В продолжение года, проведенного мною в Корчеве, мы с Сашей беспрерывно переписывались. Жаль, что из этих писем уцелели только немногие отрывки — и то случайно. Саша раз, перечитывая свои письма, взял у меня некоторые из них, понравившиеся ему юностью и свежестью, чтобы поместить в своих воспоминаниях, которые иногда отрывками набрасывал. Отдавая ему письма, я опасалась, что они у него затеряются, и сделала из некоторых выписки.
Первое письмо, полученное мною от Саши тотчас по приезде моем в Корчеву, начиналось так:
Тебя ль я видел, милый друг,
Или неверное то было сновиденье.
Мечтанье смутное иль пламенный недуг
Обманом волновал мое воображенье.
Ты ль дева нежная…{3}
Сон это был, или я точно сжимал твою руку — скажи мне. Долго смотрел я на ворота, за которыми ты скрылась, походил по двору — точно искал чего-то, — мертво, холодно. Вошел в свою комнату — холодно, пусто. На всем еще лежала печать твоего недавнего присутствия, а тебя нигде не находил. Опять одиночество, опять книга, одна книга товарищ. Взял книгу, хотел читать и не мог, думал, где-то теперь ты…

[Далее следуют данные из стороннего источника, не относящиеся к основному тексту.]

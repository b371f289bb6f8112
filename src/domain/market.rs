#[derive(Debug, Clone, Copy, PartialEq, Eq, Hash)]
pub enum InstrumentKind {
    Spot,
    Other,
}

/// One entry of the exchange catalog, fixed for the duration of a run.
#[derive(Debug, Clone, PartialEq, Eq)]
pub struct Market {
    pub symbol: String,
    pub quote: String,
    pub active: bool,
    pub kind: InstrumentKind,
}

impl Market {
    pub fn new(
        symbol: impl Into<String>,
        quote: impl Into<String>,
        active: bool,
        kind: InstrumentKind,
    ) -> Self {
        Self {
            symbol: symbol.into(),
            quote: quote.into(),
            active,
            kind,
        }
    }

    pub fn is_scannable_for(&self, quote: &str) -> bool {
        self.active && self.kind == InstrumentKind::Spot && self.quote == quote
    }
}
use {
    crate::{domain::SpikeMatch, domain::Timeframe, utils::TimeUtils},
    tabled::{Table, Tabled},
};

/// Orders matches by bar time, then symbol.
pub fn sort_matches(matches: &mut [SpikeMatch]) {
    matches.sort_by(|a, b| {
        a.bar_time
            .cmp(&b.bar_time)
            .then_with(|| a.symbol.cmp(&b.symbol))
    });
}

pub fn no_matches_message(timeframe: Timeframe) -> String {
    format!("📭 No matches in the {} scan.", timeframe)
}

/// One line per match, in the order given.
pub fn render_digest(matches: &[SpikeMatch], timeframe: Timeframe) -> String {
    if matches.is_empty() {
        return no_matches_message(timeframe);
    }

    let mut lines = vec![format!("🔥 {} Early Volume Signals 🔥", timeframe), String::new()];
    lines.extend(
        matches
            .iter()
            .map(|m| format!("{} | Close={} | Vol={}", m.symbol, m.close, m.volume)),
    );
    lines.join("\n")
}

#[derive(Tabled)]
struct MatchRow {
    #[tabled(rename = "Bar time")]
    bar_time: String,
    #[tabled(rename = "Symbol")]
    symbol: String,
    #[tabled(rename = "Close")]
    close: String,
    #[tabled(rename = "Volume")]
    volume: String,
}

/// Console table of the matches, for the operator's terminal.
pub fn render_table(matches: &[SpikeMatch]) -> String {
    let rows = matches.iter().map(|m| MatchRow {
        bar_time: TimeUtils::format_display(&m.bar_time),
        symbol: m.symbol.clone(),
        close: m.close.to_string(),
        volume: m.volume.to_string(),
    });
    Table::new(rows).to_string()
}
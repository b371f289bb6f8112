use anyhow::{Context, Result};

use crate::{
    analysis::select_symbols,
    config::ScanConfig,
    data::MarketDataProvider,
    engine::Scanner,
    report::{Notifier, Report, Reporter},
};

/// Run header: what is scanned and with which thresholds.
pub(crate) fn scan_header(config: &ScanConfig, symbol_count: usize) -> String {
    format!(
        "{} {} pairs: scanning {} on {} candles (vol >= {} of {}-bar avg, move <= {})",
        config.exchange.to_uppercase(),
        config.quote,
        symbol_count,
        config.timeframe,
        config.spike.volume_multiplier,
        config.spike.lookback,
        config.spike.max_price_change
    )
}

/// One full pass: catalog -> selection -> per-symbol scan -> report.
///
/// Only a catalog failure is returned as an error. Everything after that
/// degrades per symbol or per collaborator and the run still completes.
pub async fn run_scan(
    config: &ScanConfig,
    provider: &dyn MarketDataProvider,
    notifier: &dyn Notifier,
) -> Result<Report> {
    let markets = provider
        .load_markets()
        .await
        .with_context(|| format!("Could not load the {} market catalog", config.exchange))?;

    let symbols = select_symbols(&markets, &config.quote, config.max_markets);
    log::info!("{}", scan_header(config, symbols.len()));

    let summary = Scanner::new(provider, config).scan(&symbols).await;
    log::info!(
        "Scanned {} symbols: {} matches, {} skipped",
        summary.scanned,
        summary.matches.len(),
        summary.skipped
    );

    Ok(Reporter::new(notifier, config).report(summary.matches).await)
}
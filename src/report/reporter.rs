use std::path::PathBuf;

use crate::{
    config::ScanConfig,
    data::write_matches_csv,
    domain::{SpikeMatch, Timeframe},
    report::{Notifier, render_digest, render_table, sort_matches},
};

/// What the reporter did with a run's matches.
#[derive(Debug)]
pub struct Report {
    pub matches: Vec<SpikeMatch>,
    pub digest: String,
    pub csv_written: bool,
    pub delivered: bool,
}

pub struct Reporter<'a> {
    notifier: &'a dyn Notifier,
    timeframe: Timeframe,
    csv_out: PathBuf,
}

impl<'a> Reporter<'a> {
    pub fn new(notifier: &'a dyn Notifier, config: &ScanConfig) -> Self {
        Self {
            notifier,
            timeframe: config.timeframe,
            csv_out: config.csv_out.clone(),
        }
    }

    /// Sorts, persists (only when non-empty) and sends the digest.
    /// Persistence and delivery failures are logged, never returned.
    pub async fn report(&self, mut matches: Vec<SpikeMatch>) -> Report {
        sort_matches(&mut matches);

        let mut csv_written = false;
        if !matches.is_empty() {
            println!("{}", render_table(&matches));
            match write_matches_csv(&self.csv_out, &matches) {
                Ok(()) => {
                    log::info!("CSV saved: {}", self.csv_out.display());
                    csv_written = true;
                }
                Err(e) => log::error!("Could not save CSV: {:#}", e),
            }
        } else {
            log::info!("No matches.");
        }

        let digest = render_digest(&matches, self.timeframe);
        let delivered = match self.notifier.send(&digest).await {
            Ok(()) => true,
            Err(e) => {
                log::error!("Notification failed: {:#}", e);
                false
            }
        };

        Report {
            matches,
            digest,
            csv_written,
            delivered,
        }
    }
}
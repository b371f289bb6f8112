use {
    chrono::FixedOffset,
    std::fmt,
};

use crate::{
    analysis::detect,
    config::{ScanConfig, SpikeParams},
    data::MarketDataProvider,
    domain::{Candle, SpikeMatch},
    engine::Throttle,
    utils::TimeUtils,
};

/// Why a symbol produced no verdict.
#[derive(Debug, Clone, PartialEq)]
pub enum SkipReason {
    FetchFailed(String),
    Empty,
    InsufficientHistory { have: usize, need: usize },
    BadTimestamp(i64),
}

impl fmt::Display for SkipReason {
    fn fmt(&self, f: &mut fmt::Formatter) -> fmt::Result {
        match self {
            SkipReason::FetchFailed(msg) => write!(f, "fetch failed: {}", msg),
            SkipReason::Empty => write!(f, "no candles returned"),
            SkipReason::InsufficientHistory { have, need } => {
                write!(f, "insufficient history ({} of {} candles)", have, need)
            }
            SkipReason::BadTimestamp(ts) => write!(f, "unrepresentable open time {}", ts),
        }
    }
}

/// Result of the fetch + detect step for one symbol.
#[derive(Debug, Clone, PartialEq)]
pub enum SymbolOutcome {
    Match(SpikeMatch),
    NoMatch,
    Skipped(SkipReason),
}

#[derive(Debug, Default)]
pub struct ScanSummary {
    /// Unordered; the reporter imposes the final order.
    pub matches: Vec<SpikeMatch>,
    pub scanned: usize,
    pub skipped: usize,
}

/// Runs the detector on the latest candle of an already fetched series.
pub fn evaluate_series(
    symbol: &str,
    candles: &[Candle],
    params: &SpikeParams,
    offset: &FixedOffset,
) -> SymbolOutcome {
    let Some(last) = candles.last() else {
        return SymbolOutcome::Skipped(SkipReason::Empty);
    };

    let need = params.lookback.max(1) + 1;
    if candles.len() < need {
        return SymbolOutcome::Skipped(SkipReason::InsufficientHistory {
            have: candles.len(),
            need,
        });
    }

    if !detect(
        candles,
        params.lookback,
        params.volume_multiplier,
        params.max_price_change,
    ) {
        return SymbolOutcome::NoMatch;
    }

    match last.open_time(offset) {
        Some(bar_time) => SymbolOutcome::Match(SpikeMatch::new(
            symbol,
            bar_time,
            last.close_price,
            last.base_asset_volume,
        )),
        None => SymbolOutcome::Skipped(SkipReason::BadTimestamp(last.timestamp_ms)),
    }
}

/// Sequential fetch + detect over the selected symbols.
pub struct Scanner<'a> {
    provider: &'a dyn MarketDataProvider,
    config: &'a ScanConfig,
    throttle: Throttle,
}

impl<'a> Scanner<'a> {
    pub fn new(provider: &'a dyn MarketDataProvider, config: &'a ScanConfig) -> Self {
        Self {
            provider,
            config,
            throttle: Throttle::new(config.throttle_every, config.throttle_pause),
        }
    }

    pub fn with_throttle(mut self, throttle: Throttle) -> Self {
        self.throttle = throttle;
        self
    }

    /// Never fails: any problem with this symbol becomes a `Skipped` outcome.
    pub async fn analyze_symbol(&self, symbol: &str) -> SymbolOutcome {
        let candles = match self
            .provider
            .fetch_candles(symbol, self.config.timeframe, self.config.limit)
            .await
        {
            Ok(candles) => candles,
            Err(e) => return SymbolOutcome::Skipped(SkipReason::FetchFailed(format!("{:#}", e))),
        };

        evaluate_series(
            symbol,
            &candles,
            &self.config.spike,
            &self.config.display_offset,
        )
    }

    pub async fn scan(&self, symbols: &[String]) -> ScanSummary {
        let mut summary = ScanSummary::default();

        for (i, symbol) in symbols.iter().enumerate() {
            match self.analyze_symbol(symbol).await {
                SymbolOutcome::Match(hit) => {
                    log::info!(
                        "[MATCH] {} @ {} close={}",
                        hit.symbol,
                        TimeUtils::format_display(&hit.bar_time),
                        hit.close
                    );
                    summary.matches.push(hit);
                }
                SymbolOutcome::NoMatch => {}
                SymbolOutcome::Skipped(reason) => {
                    match &reason {
                        SkipReason::FetchFailed(_) => log::warn!("Skipping {}: {}", symbol, reason),
                        _ => log::debug!("Skipping {}: {}", symbol, reason),
                    }
                    summary.skipped += 1;
                }
            }
            summary.scanned += 1;

            self.throttle.tick(i + 1).await;
        }

        summary
    }
}
mod bn_kline;
mod csv_store;
mod provider;

pub use {
    bn_kline::KlineError,
    csv_store::write_matches_csv,
    provider::{BinanceProvider, MarketDataProvider, provider_for},
};
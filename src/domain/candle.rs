use {
    crate::config::{BaseVol, ClosePrice, HighPrice, LowPrice, OpenPrice},
    chrono::{DateTime, FixedOffset},
};

use crate::utils::TimeUtils;

// Define the Candle struct with all its properties
#[derive(Debug, Clone, Copy, PartialEq)]
pub struct Candle {
    pub timestamp_ms: i64,

    pub open_price: OpenPrice,
    pub high_price: HighPrice,
    pub low_price: LowPrice,
    pub close_price: ClosePrice,

    pub base_asset_volume: BaseVol,
}

impl Candle {
    // A constructor for convenience
    pub fn new(
        timestamp_ms: i64,
        open: f64,
        high: f64,
        low: f64,
        close: f64,
        base_vol: f64,
    ) -> Self {
        Candle {
            timestamp_ms,
            open_price: OpenPrice::new(open),
            high_price: HighPrice::new(high),
            low_price: LowPrice::new(low),
            close_price: ClosePrice::new(close),
            base_asset_volume: BaseVol::new(base_vol),
        }
    }

    /// Open time in the given display timezone.
    pub fn open_time(&self, offset: &FixedOffset) -> Option<DateTime<FixedOffset>> {
        TimeUtils::epoch_ms_to_offset(self.timestamp_ms, offset)
    }
}

/// Candles of one symbol, oldest first. Gaps are not checked.
pub type CandleSeries = [Candle];
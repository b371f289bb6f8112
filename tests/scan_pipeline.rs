use std::collections::HashMap;
use std::sync::Mutex;

use anyhow::{Result, anyhow, bail};
use async_trait::async_trait;

use volume_spike_scanner::{
    Candle, Market, MarketDataProvider, Scanner, Timeframe,
    config::ScanConfig,
    domain::InstrumentKind,
    engine::{SkipReason, SymbolOutcome, Throttle},
    report::{Notifier, no_matches_message},
    run_scan,
    utils::TimeUtils,
};

enum FakeSeries {
    Candles(Vec<Candle>),
    Fail,
}

#[derive(Default)]
struct FakeExchange {
    markets: Vec<Market>,
    series: HashMap<String, FakeSeries>,
    catalog_down: bool,
    fetched: Mutex<Vec<String>>,
}

impl FakeExchange {
    fn with_spot(mut self, symbol: &str, series: FakeSeries) -> Self {
        self.markets
            .push(Market::new(symbol, "USDT", true, InstrumentKind::Spot));
        self.series.insert(symbol.to_string(), series);
        self
    }
}

#[async_trait]
impl MarketDataProvider for FakeExchange {
    async fn load_markets(&self) -> Result<Vec<Market>> {
        if self.catalog_down {
            bail!("exchange unreachable");
        }
        Ok(self.markets.clone())
    }

    async fn fetch_candles(&self, symbol: &str, _tf: Timeframe, limit: u32) -> Result<Vec<Candle>> {
        self.fetched.lock().unwrap().push(symbol.to_string());
        match self.series.get(symbol) {
            Some(FakeSeries::Candles(c)) => {
                let start = c.len().saturating_sub(limit as usize);
                Ok(c[start..].to_vec())
            }
            Some(FakeSeries::Fail) => Err(anyhow!("symbol not found")),
            None => Ok(vec![]),
        }
    }
}

#[derive(Default)]
struct RecordingNotifier {
    sent: Mutex<Vec<String>>,
    fail: bool,
}

#[async_trait]
impl Notifier for RecordingNotifier {
    async fn send(&self, text: &str) -> Result<()> {
        self.sent.lock().unwrap().push(text.to_string());
        if self.fail {
            bail!("HTTP 500");
        }
        Ok(())
    }
}

/// 11 candles, 4h apart: ten at volume 10 / close 100, then the given last candle.
fn series(last_volume: f64, last_close: f64, start_hour: i64) -> FakeSeries {
    let mut candles: Vec<Candle> = (0..10)
        .map(|i| {
            Candle::new(
                (start_hour + i * 4) * TimeUtils::MS_IN_H,
                100.0,
                100.0,
                100.0,
                100.0,
                10.0,
            )
        })
        .collect();
    candles.push(Candle::new(
        (start_hour + 40) * TimeUtils::MS_IN_H,
        100.0,
        last_close,
        100.0,
        last_close,
        last_volume,
    ));
    FakeSeries::Candles(candles)
}

fn config(csv_out: std::path::PathBuf) -> ScanConfig {
    ScanConfig {
        csv_out,
        throttle_every: 0,
        ..ScanConfig::default()
    }
}

#[tokio::test]
async fn spike_with_small_move_is_reported() {
    let dir = tempfile::tempdir().unwrap();
    let cfg = config(dir.path().join("hits.csv"));
    let exchange = FakeExchange::default().with_spot("ABCUSDT", series(25.0, 102.0, 0));
    let notifier = RecordingNotifier::default();

    let report = run_scan(&cfg, &exchange, &notifier).await.unwrap();

    assert_eq!(report.matches.len(), 1);
    assert_eq!(report.matches[0].symbol, "ABCUSDT");
    assert_eq!(report.matches[0].close.value(), 102.0);
    assert!(report.csv_written);
    assert!(dir.path().join("hits.csv").exists());

    let sent = notifier.sent.lock().unwrap();
    assert_eq!(sent.len(), 1);
    assert!(sent[0].contains("ABCUSDT | Close=102 | Vol=25"));
}

#[tokio::test]
async fn spike_with_large_move_is_not_reported() {
    let dir = tempfile::tempdir().unwrap();
    let cfg = config(dir.path().join("hits.csv"));
    let exchange = FakeExchange::default().with_spot("ABCUSDT", series(25.0, 110.0, 0));
    let notifier = RecordingNotifier::default();

    let report = run_scan(&cfg, &exchange, &notifier).await.unwrap();

    assert!(report.matches.is_empty());
    assert!(!report.csv_written);
}

#[tokio::test]
async fn empty_catalog_sends_no_match_message_and_writes_nothing() {
    let dir = tempfile::tempdir().unwrap();
    let csv = dir.path().join("hits.csv");
    let cfg = config(csv.clone());
    let exchange = FakeExchange::default();
    let notifier = RecordingNotifier::default();

    let report = run_scan(&cfg, &exchange, &notifier).await.unwrap();

    assert!(report.matches.is_empty());
    assert!(!report.csv_written);
    assert!(!csv.exists());
    assert_eq!(report.digest, no_matches_message(cfg.timeframe));
    assert_eq!(*notifier.sent.lock().unwrap(), vec![no_matches_message(cfg.timeframe)]);
}

#[tokio::test]
async fn failing_symbol_does_not_affect_the_others() {
    let dir = tempfile::tempdir().unwrap();
    let cfg = config(dir.path().join("hits.csv"));
    let exchange = FakeExchange::default()
        .with_spot("AAAUSDT", series(25.0, 101.0, 0))
        .with_spot("BBBUSDT", FakeSeries::Fail)
        .with_spot("CCCUSDT", FakeSeries::Candles(vec![]))
        .with_spot("DDDUSDT", series(30.0, 99.0, 0));
    let notifier = RecordingNotifier::default();

    let report = run_scan(&cfg, &exchange, &notifier).await.unwrap();

    let symbols: Vec<&str> = report.matches.iter().map(|m| m.symbol.as_str()).collect();
    assert_eq!(symbols, vec!["AAAUSDT", "DDDUSDT"]);
    assert_eq!(
        *exchange.fetched.lock().unwrap(),
        vec!["AAAUSDT", "BBBUSDT", "CCCUSDT", "DDDUSDT"]
    );
}

#[tokio::test]
async fn catalog_failure_aborts_the_run() {
    let dir = tempfile::tempdir().unwrap();
    let cfg = config(dir.path().join("hits.csv"));
    let exchange = FakeExchange {
        catalog_down: true,
        ..FakeExchange::default()
    };
    let notifier = RecordingNotifier::default();

    assert!(run_scan(&cfg, &exchange, &notifier).await.is_err());
    assert!(notifier.sent.lock().unwrap().is_empty());
}

#[tokio::test]
async fn delivery_failure_is_swallowed() {
    let dir = tempfile::tempdir().unwrap();
    let cfg = config(dir.path().join("hits.csv"));
    let exchange = FakeExchange::default().with_spot("ABCUSDT", series(25.0, 102.0, 0));
    let notifier = RecordingNotifier {
        fail: true,
        ..RecordingNotifier::default()
    };

    let report = run_scan(&cfg, &exchange, &notifier).await.unwrap();

    assert_eq!(report.matches.len(), 1);
    assert!(!report.delivered);
    assert!(report.csv_written);
}

#[tokio::test]
async fn report_is_ordered_by_bar_time_then_symbol() {
    let dir = tempfile::tempdir().unwrap();
    let cfg = config(dir.path().join("hits.csv"));
    // ZZZ's latest bar is 4h older than the others.
    let exchange = FakeExchange::default()
        .with_spot("MMMUSDT", series(25.0, 100.0, 4))
        .with_spot("ZZZUSDT", series(25.0, 100.0, 0))
        .with_spot("AAAUSDT", series(25.0, 100.0, 4));
    let notifier = RecordingNotifier::default();

    let report = run_scan(&cfg, &exchange, &notifier).await.unwrap();

    let symbols: Vec<&str> = report.matches.iter().map(|m| m.symbol.as_str()).collect();
    assert_eq!(symbols, vec!["ZZZUSDT", "AAAUSDT", "MMMUSDT"]);

    let csv = std::fs::read_to_string(dir.path().join("hits.csv")).unwrap();
    let csv_symbols: Vec<&str> = csv
        .lines()
        .skip(1)
        .filter_map(|l| l.split(',').next())
        .collect();
    assert_eq!(csv_symbols, symbols);
}

#[tokio::test]
async fn max_markets_caps_the_symbols_fetched() {
    let dir = tempfile::tempdir().unwrap();
    let cfg = ScanConfig {
        max_markets: 2,
        ..config(dir.path().join("hits.csv"))
    };
    let exchange = FakeExchange::default()
        .with_spot("CCCUSDT", series(25.0, 100.0, 0))
        .with_spot("AAAUSDT", series(25.0, 100.0, 0))
        .with_spot("BBBUSDT", series(25.0, 100.0, 0));
    let notifier = RecordingNotifier::default();

    run_scan(&cfg, &exchange, &notifier).await.unwrap();

    assert_eq!(*exchange.fetched.lock().unwrap(), vec!["AAAUSDT", "BBBUSDT"]);
}

#[tokio::test]
async fn analyze_symbol_reports_skip_reasons() {
    let cfg = ScanConfig::default();
    let exchange = FakeExchange::default()
        .with_spot("FAILUSDT", FakeSeries::Fail)
        .with_spot("EMPTYUSDT", FakeSeries::Candles(vec![]));
    let scanner = Scanner::new(&exchange, &cfg).with_throttle(Throttle::disabled());

    assert!(matches!(
        scanner.analyze_symbol("FAILUSDT").await,
        SymbolOutcome::Skipped(SkipReason::FetchFailed(_))
    ));
    assert_eq!(
        scanner.analyze_symbol("EMPTYUSDT").await,
        SymbolOutcome::Skipped(SkipReason::Empty)
    );
}

#[tokio::test(start_paused = true)]
async fn scan_pauses_between_batches() {
    let cfg = ScanConfig {
        throttle_every: 2,
        throttle_pause: std::time::Duration::from_secs(1),
        ..ScanConfig::default()
    };
    let exchange = FakeExchange::default()
        .with_spot("AUSDT", series(10.0, 100.0, 0))
        .with_spot("BUSDT", series(10.0, 100.0, 0))
        .with_spot("CUSDT", series(10.0, 100.0, 0))
        .with_spot("DUSDT", series(10.0, 100.0, 0))
        .with_spot("EUSDT", series(10.0, 100.0, 0));
    let symbols: Vec<String> = ["AUSDT", "BUSDT", "CUSDT", "DUSDT", "EUSDT"]
        .iter()
        .map(|s| s.to_string())
        .collect();

    let start = tokio::time::Instant::now();
    let summary = Scanner::new(&exchange, &cfg).scan(&symbols).await;

    assert_eq!(summary.scanned, 5);
    assert!(summary.matches.is_empty());
    // Pauses after the 2nd and 4th symbol only.
    assert_eq!(start.elapsed(), std::time::Duration::from_secs(2));
}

В июне месяце он писал мне из Васильевского:
«Как ни люблю я деревню, как ни хороши поля, леса, деревенская свобода, но мне надобен друг, с которым я мог бы поделиться впечатлениями, чувствами. Душа моя так полна, что мне хотелось бы сплавить все в этот листок бумаги, который скоро ты будешь держать в руках…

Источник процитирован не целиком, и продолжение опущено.